メッカから数キロ離れたところに、ヒラーという小高い丘がある。611年、すでに40歳になっていたムハンマドは、ときおり、夜通しこの丘の洞穴にこもることを習慣としていた。乾燥して草木の生えないヒラー山は瞑想にはうってつけの場所だったからである。魂の邪魔をするものはなにもないこの丘で、彼は神の啓示を授かる・・・
啓示を受けた洞窟の岩盤にその旨が記載されている。wiki
ヒラー山はムスリムの巡礼者がきそって訪れる場所であるが、山の入口には、「この山は本来は神聖視されるべきものではない」という断りが記されている。wiki
アッラーの啓示
私(ムハンマド)が眠っていると、彼(ガブリエル)は
文字の書かれた錦の布を持って私の前に現れ、「誦め、よめ」と言った。私が「何を誦むのか」と言うと、その布で私の首を締め上げたので、死ぬかと思った。このようなことが三度も続いた。
彼は言った。《誦め、「創造主であるお前の主の名において、主は凝血から人間を創造した」。
誦め、「お前の主は寛大このうえなく、ペンで教えた。人間に未知なることを教えた」。(96章1−5節)
私はそれを誦んだ。誦み終わると、彼は私から去った。私は眠りからさめたがそれは心に書きこまれたかのようだった。
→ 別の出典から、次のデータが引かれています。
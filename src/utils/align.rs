/// Asserts at compile time that a GPU-facing struct has no implicit padding and
/// that its size satisfies the constant buffer rule of being a multiple of 16 bytes.
///
/// ```rust
/// use nalgebra::Matrix4;
/// use vitrail::ensure_aligned;
///
/// #[repr(C)]
/// #[derive(Copy, Clone, bytemuck::Pod, bytemuck::Zeroable)]
/// struct Model {
///     model: Matrix4<f32>,
/// }
///
/// ensure_aligned!(Model { model }, align <= 16 * 4 => size);
/// ```
#[macro_export]
macro_rules! ensure_aligned {
    ($ty:ident { $($field:ident),+ $(,)? }, align <= $align:expr => size) => {
        $crate::utils::align::__static_assertions::const_assert_eq!(
            ::std::mem::size_of::<$ty>() % 16,
            0
        );
        $crate::utils::align::__static_assertions::const_assert!(
            ::std::mem::size_of::<$ty>() <= $align
        );
        $(
            $crate::utils::align::__static_assertions::const_assert_eq!(
                ::std::mem::offset_of!($ty, $field) % 4,
                0
            );
        )+
    };
}

#[doc(hidden)]
pub use static_assertions as __static_assertions;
そこを出て、山の中を歩いていると、天からの声を聞いた。「ムハンマドよ、お前は神の使徒である。私はガブリエル」。天を見上げると、男の姿をしたガブリエルが、両足を地平線にそろえて立ち、「ムハンマドよ、お前は神の使徒である。私はガブリエル」と言っていた。私は、彼を見て立ちすくんだまま、進むことも戻ることもできなかった。顔をそむけようにも、ガブリエルの姿は地平線のあらゆる方向に、同じように見えた。前に進むことも、後ろにさがることもできないまま、その場に立ちつくしていた。
ムハンマドの前に現れたガブリエル(ジブリール)
怖ろしくなったムハンマドは、ふるえながら、おぼつかない足どりで山をおりた。冷たい汗が額をながれた。顔はやつれ、両目は熱をおびて輝き、両肩はひきつったように小刻みにゆれ、あまりの狼狽の大きさに、山の崖っぷちから身を投げることまで考えた。胸苦しい、息のつまりそうな荒々しい感情がムハンマドをとらえた。
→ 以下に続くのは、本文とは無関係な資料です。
use crate::ensure_aligned;
use crate::rendering::GraphicsDevice;
use crate::rendering::resources::ConstantBuffer;
use bytemuck::Pod;
use nalgebra::Matrix4;
use wgpu::{
    BindGroup, BindGroupDescriptor, BindGroupEntry, BindGroupLayout, BindGroupLayoutDescriptor,
    BindGroupLayoutEntry, BindingType, BufferBindingType, BufferSize, ShaderStages,
};

/// World, view and projection matrices of one draw.
///
/// nalgebra stores matrices column by column, which is the layout WGSL expects, so the
/// struct is uploaded as is.
#[repr(C)]
#[derive(Debug, Copy, Clone, PartialEq, bytemuck::Pod, bytemuck::Zeroable)]
pub struct Wvp {
    pub world: Matrix4<f32>,
    pub view: Matrix4<f32>,
    pub projection: Matrix4<f32>,
}

ensure_aligned!(Wvp { world, view, projection }, align <= 16 * 4 * 3 => size);

impl Wvp {
    pub fn new(world: Matrix4<f32>, view: Matrix4<f32>, projection: Matrix4<f32>) -> Self {
        Wvp {
            world,
            view,
            projection,
        }
    }
}

impl Default for Wvp {
    fn default() -> Self {
        Wvp {
            world: Matrix4::identity(),
            view: Matrix4::identity(),
            projection: Matrix4::identity(),
        }
    }
}

/// Binds one constant buffer at binding 0 of a bind group, visible to vertex and pixel
/// shaders.
#[derive(Debug)]
pub struct ConstantBinding {
    layout: BindGroupLayout,
    bind_group: BindGroup,
}

impl ConstantBinding {
    pub fn new<T: Pod>(device: &GraphicsDevice, buffer: &ConstantBuffer<T>, label: &str) -> Self {
        let layout = device
            .device()
            .create_bind_group_layout(&BindGroupLayoutDescriptor {
                label: Some(&format!("{label} Bind Group Layout")),
                entries: &[BindGroupLayoutEntry {
                    binding: 0,
                    visibility: ShaderStages::VERTEX | ShaderStages::FRAGMENT,
                    ty: BindingType::Buffer {
                        ty: BufferBindingType::Uniform,
                        has_dynamic_offset: false,
                        min_binding_size: BufferSize::new(size_of::<T>() as u64),
                    },
                    count: None,
                }],
            });

        let bind_group = device.device().create_bind_group(&BindGroupDescriptor {
            label: Some(&format!("{label} Bind Group")),
            layout: &layout,
            entries: &[BindGroupEntry {
                binding: 0,
                resource: buffer.raw().as_entire_binding(),
            }],
        });

        ConstantBinding { layout, bind_group }
    }

    #[inline]
    pub fn layout(&self) -> &BindGroupLayout {
        &self.layout
    }

    #[inline]
    pub fn bind_group(&self) -> &BindGroup {
        &self.bind_group
    }
}

#[cfg(test)]
mod tests {
    use super::*;
    use crate::utils::sizes::MAT4_SIZE;

    #[test]
    fn wvp_is_three_packed_matrices() {
        assert_eq!(size_of::<Wvp>() as u64, MAT4_SIZE * 3);
        assert_eq!(size_of::<Wvp>(), 192);
        assert_eq!(std::mem::offset_of!(Wvp, projection), 128);
    }

    #[test]
    fn matrices_upload_column_major() {
        let mut world = Matrix4::identity();
        world[(0, 3)] = 7.0;
        let wvp = Wvp::new(world, Matrix4::identity(), Matrix4::identity());

        let floats: &[f32] = bytemuck::cast_slice(bytemuck::bytes_of(&wvp));
        // translation sits in the fourth column, i.e. floats 12..15
        assert_eq!(floats[12], 7.0);
        assert_eq!(floats[3], 0.0);
    }
}
use crate::utils::sizes::{VEC2_SIZE, VEC3_SIZE, VEC4_SIZE, layout_size};
use nalgebra::{Vector2, Vector3, Vector4};
use static_assertions::const_assert_eq;
use wgpu::{BufferAddress, VertexAttribute, VertexBufferLayout, VertexStepMode, vertex_attr_array};

/// The fixed vertex format of imported and built-in geometry.
#[repr(C)]
#[derive(Copy, Clone, Debug, PartialEq, bytemuck::Pod, bytemuck::Zeroable)]
pub struct Vertex3D {
    pub position: Vector3<f32>,
    pub normal: Vector3<f32>,
    pub tangent: Vector3<f32>,
    pub color: Vector4<f32>,
    pub tex_coord: Vector2<f32>,
}

impl Vertex3D {
    pub const STRIDE: u32 = size_of::<Vertex3D>() as u32;

    pub const fn new(
        position: Vector3<f32>,
        normal: Vector3<f32>,
        tangent: Vector3<f32>,
        color: Vector4<f32>,
        tex_coord: Vector2<f32>,
    ) -> Self {
        Vertex3D {
            position,
            normal,
            tangent,
            color,
            tex_coord,
        }
    }

    /// A white vertex with only a position and a normal.
    pub const fn basic(position: Vector3<f32>, normal: Vector3<f32>) -> Self {
        Vertex3D {
            position,
            normal,
            tangent: Vector3::new(0.0, 0.0, 0.0),
            color: Vector4::new(1.0, 1.0, 1.0, 1.0),
            tex_coord: Vector2::new(0.0, 0.0),
        }
    }

    const ATTRIBUTES: [VertexAttribute; 5] = vertex_attr_array![
        0 => Float32x3,
        1 => Float32x3,
        2 => Float32x3,
        3 => Float32x4,
        4 => Float32x2,
    ];

    /// Tightly packed layout of a buffer holding only `Vertex3D`s, at locations 0 to 4.
    pub const fn continuous_descriptor<'a>() -> VertexBufferLayout<'a> {
        const LAYOUT: VertexBufferLayout = VertexBufferLayout {
            array_stride: Vertex3D::STRIDE as BufferAddress,
            step_mode: VertexStepMode::Vertex,
            attributes: &Vertex3D::ATTRIBUTES,
        };

        const_assert_eq!(Vertex3D::STRIDE as u64, layout_size(&LAYOUT));
        const_assert_eq!(Vertex3D::STRIDE as u64, VEC3_SIZE * 3 + VEC4_SIZE + VEC2_SIZE);

        LAYOUT
    }
}

#[cfg(test)]
mod tests {
    use super::*;

    #[test]
    fn layout_matches_struct() {
        let layout = Vertex3D::continuous_descriptor();
        assert_eq!(Vertex3D::STRIDE, 60);
        assert_eq!(layout.array_stride, 60);
        assert_eq!(layout.attributes.len(), 5);
        assert_eq!(
            layout.attributes[4].offset,
            std::mem::offset_of!(Vertex3D, tex_coord) as u64
        );
        assert_eq!(
            layout.attributes[3].offset,
            std::mem::offset_of!(Vertex3D, color) as u64
        );
    }
}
ムハンマドは、なにを見、なにを聞いたのか。この時に彼はほぼ40歳。人生の試練にきたえられた、分別盛りの商人を、これほどまでに動揺させたものは、いったいなにか。サタンだろうか。だが、どうやらそれは、神の使い、天使ガブリエルが、ムハンマドにその前途を告げにやってきたようであった。そのことをムハンマドが確信するには、さらにくだされる啓示を待たねばならなかった。
この夜、ムハンマドは、ヒラー山での一件を妻のハデージャにだけ打ち明けた。ハデージャはこの一件を知ってからも終生ムハンマドの支えとなる。
つぎつぎに下される啓示は、ムハンマドにとってあいかわらず苦しい試練ではあったが、やがて慣れてきた。啓示のときには、何時間も酒に酔ったような放心状態が続き、からだは震え、たくさんの汗をかいた。そして鎖がすれるような、鳥の羽音のような音が聞こえてくるのだった。ムハンマドは、のちにこう述べている。「啓示が下されるときは、いつでも魂が抜けたような気になったものだ」。
神が人間に直接語りかけることはあり得なかった。ムハンマド以前にも、アダム、アブラハム、モーセ、イエスのような預言者があらわれたが、公けにされた法は、すべて人間の手で書き写されたものだった。しかし、ムハンマドは、神の声が自分に伝えるように命じたことばを、ひたすら「誦む」ことにつとめた。聴衆を前にしての、この荘厳な読誦は、アラビア語でクルアーンとよばれ、ここからムスリムの聖典「コーラン」ということばが生まれた。